Streck’s complaint did not include claims that the prices BMS charged 340B entities for the 200+ drugs were improperly higher than they should have been due to BMS’s alleged misstatement of AMPs to CMS. Inclusion of 340B covered entities in such lawsuits was fairly routine in the period between 2000-2010 but has been hit or miss since. One of the last examples was Mylan’s $465 million settlement in 2017 of claims that it knowingly misclassified EpiPen as a generic drug to avoid paying Medicaid drug rebates. 340B covered entities received a $19.3 million share of the settlement. In 2012, GlaxoSmithKline agreed to repay 340B entities $20.2 million for overcharges covering the period 1994 through 2003 as part of a $3 billion global health care fraud settlement.
William von Oehsen, principal at Powers Law in Washington, D.C., said 340B hospitals, health centers, and clinics aren’t the only ones harmed when suits alleging misstatements of AMP or best price exclude 340B overcharging claims. State Medicaid programs suffer, too, he said.

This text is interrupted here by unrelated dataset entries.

use std::collections::BTreeSet;

use crate::domain::catalog::CatalogSnapshot;
use crate::domain::legacy::LegacyRoleMap;
use crate::domain::permission::Permission;
use crate::domain::profile::Profile;
use crate::domain::resolution::{EffectiveSet, PermissionSource, ResolutionEngine};
use crate::domain::role::Role;

/// One cell of the permission matrix: whether the row's profile holds the
/// column's permission, and through which sources.
#[derive(Clone, Debug, Default, PartialEq)]
pub struct GridCell {
    pub has: bool,
    pub sources: BTreeSet<PermissionSource>,
}

/// One profile row. `cells` is parallel to the grid's `columns`; the full
/// resolution result rides along for row summaries.
#[derive(Clone, Debug)]
pub struct GridRow {
    pub profile_id: String,
    pub user_id: String,
    pub effective: EffectiveSet,
    pub cells: Vec<GridCell>,
}

/// The all-profiles × all-permissions grid.
#[derive(Clone, Debug)]
pub struct PermissionGrid {
    pub columns: Vec<Permission>,
    pub rows: Vec<GridRow>,
}

/// Builds the permission matrix. Each profile is resolved exactly once;
/// cells are filled with O(1) probes of the precomputed effective set.
/// Columns follow catalog ordering and may be narrowed to one category.
pub fn build_permission_grid(
    entries: &[(Profile, Vec<String>)],
    catalog: &CatalogSnapshot,
    legacy_map: &LegacyRoleMap,
    category: Option<&str>,
) -> PermissionGrid {
    let engine = ResolutionEngine::new(catalog, legacy_map);
    let columns: Vec<Permission> = catalog
        .ordered_permissions(category)
        .into_iter()
        .cloned()
        .collect();

    let rows = entries
        .iter()
        .map(|(profile, legacy_tags)| {
            let effective = engine.resolve(profile, legacy_tags);
            let cells = columns
                .iter()
                .map(|permission| match effective.sources(&permission.name) {
                    Some(sources) => GridCell {
                        has: true,
                        sources: sources.clone(),
                    },
                    None => GridCell::default(),
                })
                .collect();
            GridRow {
                profile_id: profile.id.clone(),
                user_id: profile.user_id.clone(),
                effective,
                cells,
            }
        })
        .collect();

    PermissionGrid { columns, rows }
}

/// One profile row of the role matrix; cells are direct membership flags.
#[derive(Clone, Debug)]
pub struct RoleGridRow {
    pub profile_id: String,
    pub user_id: String,
    pub cells: Vec<bool>,
}

/// The all-profiles × all-roles grid. Membership is a direct set check on
/// the profile; no resolution involved.
#[derive(Clone, Debug)]
pub struct RoleGrid {
    pub columns: Vec<Role>,
    pub rows: Vec<RoleGridRow>,
}

pub fn build_role_grid(profiles: &[Profile], catalog: &CatalogSnapshot) -> RoleGrid {
    let columns: Vec<Role> = catalog.ordered_roles().into_iter().cloned().collect();
    let rows = profiles
        .iter()
        .map(|profile| RoleGridRow {
            profile_id: profile.id.clone(),
            user_id: profile.user_id.clone(),
            cells: columns.iter().map(|role| profile.holds_role(&role.id)).collect(),
        })
        .collect();
    RoleGrid { columns, rows }
}
// ===== CATALOG ENDPOINTS =====

#[tokio::test]
async fn test_create_permission_endpoint() {
    let ctx = seeded_context();
    let response = app(ctx.state.clone())
        .oneshot(json_request(
            "POST",
            "/v1/access/permissions",
            serde_json::json!({
                "name": "manage_tables",
                "description": "Manage table assignments",
                "category": "orders",
                "priority": 2
            }),
        ))
        .await
        .unwrap();

    assert_eq!(response.status(), StatusCode::CREATED);
    let created: PermissionResponse = response_json(response).await;
    assert_eq!(created.name, "manage_tables");
    assert!(created.is_active);
}

#[tokio::test]
async fn test_create_permission_endpoint_duplicate_is_conflict() {
    let ctx = seeded_context();
    let response = app(ctx.state.clone())
        .oneshot(json_request(
            "POST",
            "/v1/access/permissions",
            serde_json::json!({
                "name": "view_orders",
                "description": "Again",
                "category": "orders"
            }),
        ))
        .await
        .unwrap();
    assert_eq!(response.status(), StatusCode::CONFLICT);
}

#[tokio::test]
async fn test_create_permission_endpoint_invalid_is_bad_request() {
    let ctx = seeded_context();
    let response = app(ctx.state.clone())
        .oneshot(json_request(
            "POST",
            "/v1/access/permissions",
            serde_json::json!({
                "name": "ab",
                "description": "Too short a name",
                "category": "orders"
            }),
        ))
        .await
        .unwrap();
    assert_eq!(response.status(), StatusCode::BAD_REQUEST);
}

“By excluding 340B from these settlements, the government is depriving state Medicaid programs of additional recoveries,” von Oehsen said. “If the drugs in question are retail drugs, all state Medicaid agencies have been reimbursing such drugs at actual acquisition cost (AAC) when dispensed to a Medicaid fee-for-service beneficiary since April 2017. If the manufacturer has overcharged the covered entities, it has also overcharged the state as a result of this AAC billing rule.”